The Des Moines Sherman Hill neighborhood is named after Hoyt Sherman Place.

The house was added to the National Register of Historic Places in 1977.

== Theater ==
The original theater was built in 1923. In 2004, a major theater restoration project took place. The historic theater has seating available for 1,252 guests. Some of the major acts that have performed at the Hoyt Sherman Place Theater include: Dwight Yoakam, Dave Chappelle, Martina McBride, and David Sedaris.

In 2015, Hoyt Sherman Place was inducted into the Iowa Rock 'n' Roll Hall of Fame for its continued excellence in providing a beautiful venue for musicians to perform. It is also known for its rich history of presenting music to the masses.

== Art Gallery ==
In 1885 the Des Moines Women’s Club decided to create an art collection in the city of Des Moines was a top priority. The first piece they purchased was a bronze statue of Joan of Arc at the Chicago World's Fair, World's Columbian Exposition in 1893. This piece is still on display at Hoyt Sherman Place.  The collection continued to grow with purchases from the Women's Club as well as a large donation of art and artifacts from Major S.H.M. Byers, author of The Song of Iowa and Sherman's March to the Sea and his wife, Margaret, in 1912, as well as other generous donors from the Des Moines area. The majority of these works are still on display in the Hoyt Sherman Place Gallery. Some of the paintings are attributed to well-known artists such as Otto van Veen, Robert Reid (American Painter), Edwin Lord Weeks and Andrea del Verrocchio.

==  Renovation and Addition ==
The full restoration of the upper level of the mansion was completed in 2021. The COVID-19 shutdown allowed for the time needed to restore the second floor to the original floorplan including Hoyt and Sara Sherman's bedroom as well as their daughter, Helen Sherman's bedroom. Their daughter, Helen Sherman Griffith was born and raised in the Sherman home and as an adult became a well-known author of children's books.

The rooms have been restored top to bottom including period-appropriate lighting fixtures, paint, flooring and décor.

The Center for Artists and Education was completed in 2020. It includes classroom and rehearsal spaces as well as modern dressing rooms, loading dock, administrative offices and additional event spaces.

== Des Moines Women's Club ==
In 1907, Hoyt Sherman Place became the clubhouse of the Des Moines Women’s Club. The Club added an art gallery, the first public art museum in the city. In 1923, a 1400-seat auditorium was completed for Club programs.

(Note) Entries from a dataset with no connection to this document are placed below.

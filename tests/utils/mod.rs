// Copyright 2024 OctoFHIR Team
//
// Licensed under the Apache License, Version 2.0 (the "License");
// you may not use this file except in compliance with the License.
// You may obtain a copy of the License at
//
//     http://www.apache.org/licenses/LICENSE-2.0
//
// Unless required by applicable law or agreed to in writing, software
// distributed under the License is distributed on an "AS IS" BASIS,
// WITHOUT WARRANTIES OR CONDITIONS OF ANY KIND, either express or implied.
// See the License for the specific language governing permissions and
// limitations under the License.

//! Shared fixtures and helpers for integration tests

#![allow(dead_code)]

use octofhir_x12::{
    HeaderTable, QueryEngine, QueryMatch, SegmentHeader, SegmentLayout, X12Options, X12Parser,
};

/// Purchase order, `~` terminators with a newline after each segment
pub const PO_850: &str = include_str!("../data/850.edi");
/// Same purchase order with newline segment terminators
pub const PO_850_LF: &str = include_str!("../data/850_2.edi");
/// Ship notice with an S/O/I and S/O/T hierarchy
pub const ASN_856: &str = include_str!("../data/856.edi");
/// Eligibility response with two subscribers
pub const ELIGIBILITY_271: &str = include_str!("../data/271.edi");
/// Mapping schema for the purchase order
pub const PO_850_MAP: &str = include_str!("../data/850_map.json");
/// Expected projection of the purchase order
pub const PO_850_MAP_RESULT: &str = include_str!("../data/850_map_result.json");

/// Standard headers plus `NM1` and `EB` as unbounded loops keyed on element 01
pub fn eligibility_headers() -> HeaderTable {
    HeaderTable::standard()
        .with_header(
            SegmentHeader::new("NM1", SegmentLayout::default())
                .unbounded()
                .with_loop_id_index(1),
        )
        .with_header(
            SegmentHeader::new("EB", SegmentLayout::default())
                .unbounded()
                .with_loop_id_index(1),
        )
}

/// Strict engine using the standard header table
pub fn strict_engine() -> QueryEngine {
    QueryEngine::with_parser(X12Parser::strict())
}

/// Strict engine that resolves `NM1` and `EB` loops
pub fn eligibility_engine() -> QueryEngine {
    QueryEngine::with_options(
        X12Options::new()
            .with_strict(true)
            .with_segment_headers(eligibility_headers()),
    )
}

/// Values of a match list, trailing pad spaces removed
pub fn values(matches: &[QueryMatch]) -> Vec<&str> {
    matches
        .iter()
        .map(|m| m.value.trim_end_matches(' '))
        .collect()
}
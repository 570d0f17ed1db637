// Copyright 2024 OctoFHIR Team
//
// Licensed under the Apache License, Version 2.0 (the "License");
// you may not use this file except in compliance with the License.
// You may obtain a copy of the License at
//
//     http://www.apache.org/licenses/LICENSE-2.0
//
// Unless required by applicable law or agreed to in writing, software
// distributed under the License is distributed on an "AS IS" BASIS,
// WITHOUT WARRANTIES OR CONDITIONS OF ANY KIND, either express or implied.
// See the License for the specific language governing permissions and
// limitations under the License.

//! `FORSEGLOOP` path specifications
//!
//! A specification such as `ISA.GS.ST=271.HL=22.NM1=IL` is matched step by
//! step against the resolved path of a loop instance. A specification that
//! starts with `^` or contains an escaped dot is instead compiled as a regular
//! expression and matched against the rendered path string.

use crate::error::{Result, X12Error};
use regex::Regex;
use std::fmt;

/// One `tag` or `tag=value` step of a resolved path
#[derive(Debug, Clone, PartialEq, Eq, Hash)]
pub struct PathStep {
    /// Segment tag
    pub tag: String,
    /// Identifying value, when the step carries one
    pub value: Option<String>,
    /// Envelope identifier compared by literal paths but never rendered
    pub identifier: Option<String>,
}

impl PathStep {
    /// Create a step
    pub fn new(tag: impl Into<String>, value: Option<String>) -> Self {
        Self {
            tag: tag.into(),
            value,
            identifier: None,
        }
    }

    /// Create an envelope step whose identifier stays out of the rendered path
    pub fn envelope(tag: impl Into<String>, identifier: Option<String>) -> Self {
        Self {
            tag: tag.into(),
            value: None,
            identifier,
        }
    }

    fn selects(&self, have: &PathStep) -> bool {
        self.tag == have.tag
            && self.value.as_ref().is_none_or(|value| {
                have.value.as_ref().or(have.identifier.as_ref()) == Some(value)
            })
    }

    fn parse(text: &str) -> Self {
        match text.split_once('=') {
            Some((tag, value)) => Self::new(tag, Some(value.to_string())),
            None => Self::new(text, None),
        }
    }
}

impl fmt::Display for PathStep {
    fn fmt(&self, f: &mut fmt::Formatter<'_>) -> fmt::Result {
        match &self.value {
            Some(value) => write!(f, "{}={}", self.tag, value),
            None => f.write_str(&self.tag),
        }
    }
}

/// Render steps as `ISA.GS.ST=271`
pub fn render_steps(steps: &[PathStep]) -> String {
    steps
        .iter()
        .map(ToString::to_string)
        .collect::<Vec<_>>()
        .join(".")
}

/// Compiled path specification
#[derive(Debug, Clone)]
pub enum PathMatcher {
    /// Step-by-step comparison
    Literal(Vec<PathStep>),
    /// Regular expression over the rendered path
    Pattern(Regex),
}

impl PathMatcher {
    /// Compile a path specification
    pub fn compile(spec: &str) -> Result<Self> {
        let spec = spec.trim();
        if spec.starts_with('^') || spec.contains("\\.") {
            return Regex::new(spec)
                .map(PathMatcher::Pattern)
                .map_err(|e| {
                    X12Error::query_evaluation(format!("invalid FORSEGLOOP path pattern: {e}"))
                });
        }
        let steps: Vec<PathStep> = spec.split('.').map(PathStep::parse).collect();
        if let Some(step) = steps.iter().find(|s| s.tag == "ISA" && s.value.is_some()) {
            return Err(X12Error::query_evaluation(format!(
                "FORSEGLOOP path step '{step}' cannot carry a value; ISA has no identifier"
            )));
        }
        Ok(PathMatcher::Literal(steps))
    }

    /// Check if a resolved path matches
    pub fn matches(&self, steps: &[PathStep]) -> bool {
        match self {
            PathMatcher::Literal(expected) => {
                expected.len() == steps.len()
                    && expected.iter().zip(steps).all(|(want, have)| want.selects(have))
            }
            PathMatcher::Pattern(pattern) => pattern.is_match(&render_steps(steps)),
        }
    }
}

impl fmt::Display for PathMatcher {
    fn fmt(&self, f: &mut fmt::Formatter<'_>) -> fmt::Result {
        match self {
            PathMatcher::Literal(steps) => f.write_str(&render_steps(steps)),
            PathMatcher::Pattern(pattern) => f.write_str(pattern.as_str()),
        }
    }
}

 In 1995, the Hoyt Sherman Place Foundation was created to provide long-term care and protection of the home and collection as well as run the day-to-day operations. The Women's Club continues to meet at the historic home and contribute to its ongoing success. In 1995, the Hoyt Sherman Place Foundation was founded by the Des Moines Women's Club and Des Moines government officials. Ownership of the house and all art and artifacts contained in it were given to the Foundation by the Des Moines Women's Club. The club also provided an endowment, which was increased by the sale of the painting To the Memory of Cole by Frederic Edwin Church. In 2017, the Hoyt Sherman Place Foundation completed restoration of all major paintings in the collection.